Eclipse amoureuse #4
2 juillet : 0h30 : Anna-Lise et Rosean marchent sous la nuit. La longue route semble les accueillir. Un peu de froidure et de mystère les enveloppent. Les bras de surcroît enlacés, l’instant présent est ressenti dans sa perfection. Ils se promènent sans but, les étoiles protègent leur sourire, la lune les admire. A côté d’eux, la campagne bat son plein, l’air se dilapide de bonheur, leur dialogue est un présent continu.

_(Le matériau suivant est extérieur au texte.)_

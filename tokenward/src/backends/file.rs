//! A record backend that uses a local file

use std::{
    collections::HashMap,
    io,
    path::{Path, PathBuf},
};

use async_trait::async_trait;
use serde::{Deserialize, Serialize};
use tokio::{fs::OpenOptions, sync::Mutex};

use super::{memory::apply_edit, BackendError, Modified, RecordBackend, RecordEdit};
use crate::record::{RecordKey, StoredRecord};

#[derive(Default, Deserialize)]
struct RecordFile {
    #[serde(default)]
    records: Vec<StoredRecord>,
}

#[derive(Serialize)]
struct RecordFileRef<'a> {
    records: Vec<&'a StoredRecord>,
}

type Records = HashMap<RecordKey, StoredRecord>;

/// A record backend that persists every record in a single JSON file
///
/// The file is read once, on first use, and rewritten in full after each
/// change. Writes go to a sibling temporary file that is then renamed over
/// the target, so a crash never leaves a partially written store. On Unix
/// the file is created readable by the owner only.
///
/// Only one process should point a `FileBackend` at a given path.
#[derive(Debug)]
pub struct FileBackend {
    path: PathBuf,
    records: Mutex<Option<Records>>,
}

impl FileBackend {
    /// Constructs a new file backend
    ///
    /// The file need not exist yet.
    pub fn new(path: impl Into<PathBuf>) -> Self {
        Self {
            path: path.into(),
            records: Mutex::new(None),
        }
    }

    /// The path of the backing file
    pub fn path(&self) -> &Path {
        &self.path
    }

    async fn read_records(&self) -> Result<Records, BackendError> {
        use tokio::io::AsyncReadExt;

        let mut file = match OpenOptions::new().read(true).open(&self.path).await {
            Ok(file) => file,
            Err(err) if err.kind() == io::ErrorKind::NotFound => return Ok(Records::new()),
            Err(err) => return Err(err.into()),
        };

        let mut data = String::new();
        file.read_to_string(&mut data).await?;
        if data.trim().is_empty() {
            return Ok(Records::new());
        }

        let parsed: RecordFile = serde_json::from_str(&data)?;
        tracing::debug!(
            path = %self.path.display(),
            records = parsed.records.len(),
            "loaded token store"
        );

        Ok(parsed
            .records
            .into_iter()
            .map(|r| (r.key.clone(), r))
            .collect())
    }

    async fn write_records(&self, records: &Records) -> Result<(), BackendError> {
        use tokio::io::AsyncWriteExt;

        let mut sorted: Vec<&StoredRecord> = records.values().collect();
        sorted.sort_by(|a, b| {
            (a.key.subject_id.as_str(), a.key.provider.as_str())
                .cmp(&(b.key.subject_id.as_str(), b.key.provider.as_str()))
        });
        let data = serde_json::to_vec_pretty(&RecordFileRef { records: sorted })?;

        let tmp_path = self.tmp_path();

        let mut file_opts = OpenOptions::new();
        file_opts.create(true).truncate(true).write(true);

        #[cfg(unix)]
        file_opts.mode(0o600);

        let mut file = file_opts.open(&tmp_path).await?;
        file.write_all(&data).await?;
        file.sync_all().await?;
        drop(file);

        tokio::fs::rename(&tmp_path, &self.path).await?;
        Ok(())
    }

    fn tmp_path(&self) -> PathBuf {
        let mut name = self
            .path
            .file_name()
            .map(|n| n.to_os_string())
            .unwrap_or_default();
        name.push(".tmp");
        self.path.with_file_name(name)
    }
}

#[async_trait]
impl RecordBackend for FileBackend {
    async fn fetch(&self, key: &RecordKey) -> Result<Option<StoredRecord>, BackendError> {
        let mut guard = self.records.lock().await;
        if guard.is_none() {
            *guard = Some(self.read_records().await?);
        }
        Ok(guard.as_ref().and_then(|r| r.get(key).cloned()))
    }

    async fn modify(
        &self,
        key: &RecordKey,
        edit: RecordEdit<'_>,
    ) -> Result<Modified, BackendError> {
        let mut guard = self.records.lock().await;
        let mut records = match guard.take() {
            Some(records) => records,
            None => self.read_records().await?,
        };

        let result = apply_edit(&mut records, key, edit);
        let outcome = match result {
            Ok(written @ Modified::Written(_)) => match self.write_records(&records).await {
                Ok(()) => Ok(written),
                Err(err) => {
                    // the cached view must not get ahead of the file
                    *guard = None;
                    return Err(err);
                }
            },
            Ok(unchanged @ Modified::Unchanged(_)) => Ok(unchanged),
            Err(err) => Err(err),
        };

        *guard = Some(records);
        outcome
    }

    async fn remove(&self, key: &RecordKey) -> Result<bool, BackendError> {
        let mut guard = self.records.lock().await;
        let mut records = match guard.take() {
            Some(records) => records,
            None => self.read_records().await?,
        };

        if records.remove(key).is_none() {
            *guard = Some(records);
            return Ok(false);
        }

        self.write_records(&records).await?;
        *guard = Some(records);
        Ok(true)
    }

    async fn scan(&self) -> Result<Vec<StoredRecord>, BackendError> {
        let mut guard = self.records.lock().await;
        if guard.is_none() {
            *guard = Some(self.read_records().await?);
        }
        Ok(guard
            .as_ref()
            .map(|r| r.values().cloned().collect())
            .unwrap_or_default())
    }
}

#[cfg(test)]
mod tests {
    use super::*;
    use crate::{
        crypto::TokenCipher,
        record::{ExtendedSession, ExtraFields},
        ProviderId, SubjectId,
    };
    use tokenward_clock::UnixTime;

    fn key(subject: &'static str) -> RecordKey {
        RecordKey::new(&SubjectId::from_static(subject), &ProviderId::default())
    }

    fn stored(cipher: &TokenCipher, subject: &'static str) -> StoredRecord {
        StoredRecord {
            key: key(subject),
            access_token: cipher.seal("plain-access-token", "ctx").unwrap(),
            refresh_token: Some(cipher.seal("plain-refresh-token", "ctx").unwrap()),
            token_type: "Bearer".to_owned(),
            expires_at: UnixTime(1_000),
            created_at: UnixTime(0),
            last_used_at: None,
            last_refreshed_at: None,
            scope: Some("openid".to_owned()),
            session: ExtendedSession::default(),
            is_active: true,
            extra: ExtraFields::new(),
        }
    }

    #[tokio::test]
    async fn records_survive_reopen() {
        let dir = tempfile::tempdir().unwrap();
        let path = dir.path().join("tokens.json");
        let cipher = TokenCipher::from_key_bytes(&[1u8; 32]).unwrap();

        let backend = FileBackend::new(&path);
        let record = stored(&cipher, "alice");
        let written = record.clone();
        backend
            .modify(&key("alice"), Box::new(move |_| Ok(Some(written))))
            .await
            .unwrap();

        let reopened = FileBackend::new(&path);
        assert_eq!(reopened.fetch(&key("alice")).await.unwrap(), Some(record));
        assert_eq!(reopened.scan().await.unwrap().len(), 1);
    }

    #[tokio::test]
    async fn missing_file_is_empty_store() {
        let dir = tempfile::tempdir().unwrap();
        let backend = FileBackend::new(dir.path().join("absent.json"));
        assert!(backend.scan().await.unwrap().is_empty());
        assert!(!backend.remove(&key("nobody")).await.unwrap());
    }

    #[tokio::test]
    async fn file_holds_no_plaintext_credentials() {
        let dir = tempfile::tempdir().unwrap();
        let path = dir.path().join("tokens.json");
        let cipher = TokenCipher::from_key_bytes(&[2u8; 32]).unwrap();

        let backend = FileBackend::new(&path);
        let record = stored(&cipher, "alice");
        backend
            .modify(&key("alice"), Box::new(move |_| Ok(Some(record))))
            .await
            .unwrap();

        let contents = std::fs::read_to_string(&path).unwrap();
        assert!(!contents.contains("plain-access-token"));
        assert!(!contents.contains("plain-refresh-token"));
        assert!(contents.contains("openid"));
        assert!(!dir.path().join("tokens.json.tmp").exists());
    }

    #[cfg(unix)]
    #[tokio::test]
    async fn file_is_owner_only() {
        use std::os::unix::fs::PermissionsExt;

        let dir = tempfile::tempdir().unwrap();
        let path = dir.path().join("tokens.json");
        let cipher = TokenCipher::from_key_bytes(&[3u8; 32]).unwrap();

        let backend = FileBackend::new(&path);
        let record = stored(&cipher, "alice");
        backend
            .modify(&key("alice"), Box::new(move |_| Ok(Some(record))))
            .await
            .unwrap();

        let mode = std::fs::metadata(&path).unwrap().permissions().mode();
        assert_eq!(mode & 0o777, 0o600);
    }
}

Rosean se baisse, refait son lacet et se relève. Les deux amoureux savent que plus rien n’a d’importance. Au loin, les premières lueurs de la ville mais aussi celles du jour s’étirent pour marquer leur éveil et la fin des turpitudes nocturnes : les vampires et loups-garous retournent à leur couche respective, les babines envahies du sang des solitaires et des incrédules.
Le couple héroïque s’auto-rapproche, la félicité déborde et bientôt, s’exprime franchement. Enfin, ils reprennent le doux déplacement de leur âme unique vers le destin.
3 Juillet : 11h00 : Rosean est seule, Anna-Lise est sortie. Il souhaite qu’elle revienne, pour une fois, il a envie de revoir quelqu’un. Le doute l’envahit par une méthode subtile, et si soudain, la vie avait de l’importance, plus de présence que la facilité de la solitude. Bien qu’il essaie de chasser cette idée avec une arme à feu, juché sur le dos d’un éléphant ivre, Rosean sent qu’il doit aller rejoindre Anna-Lise. Il se défenestre de l’appartement, plane un moment jusqu’à l’arrêt de bus, arrache la porte de celui-ci qui était là pour ça. Le chauffeur refuse d’aller dans la direction imposée par Rosean, de même que les voyageurs. Mais le héros est seul juge, il sacrifie le conducteur sur l’autel de l’amour et du hasard. Rosean s’installe au volant et utilise les sièges éjectables pour être seul dans l’engin. La casquette des services urbains coiffée, il démarre sur les chapeaux melons et bottes de cuir. John Steed, désormais nu, se décide à violer Emma Peel, mais comme elle est très forte, il a le dessous et ne peut accomplir son forfait, étant précédé par Emma, toujours opportuniste dans ces affaires physiques. Rosean conduit, laissant aller son instinct, il tourne à gauche, puis à droite, écrase les piétons, roulant trop vite pour s’arrêter à des détails. Rosean voit enfin Anna-Lise qui l’attendait à un arrêt de bus. Ils partent ensemble sans autre bagage que leur joie d’être ensemble. Ils mettent le cap sur une ville du Sud pleine de soleil.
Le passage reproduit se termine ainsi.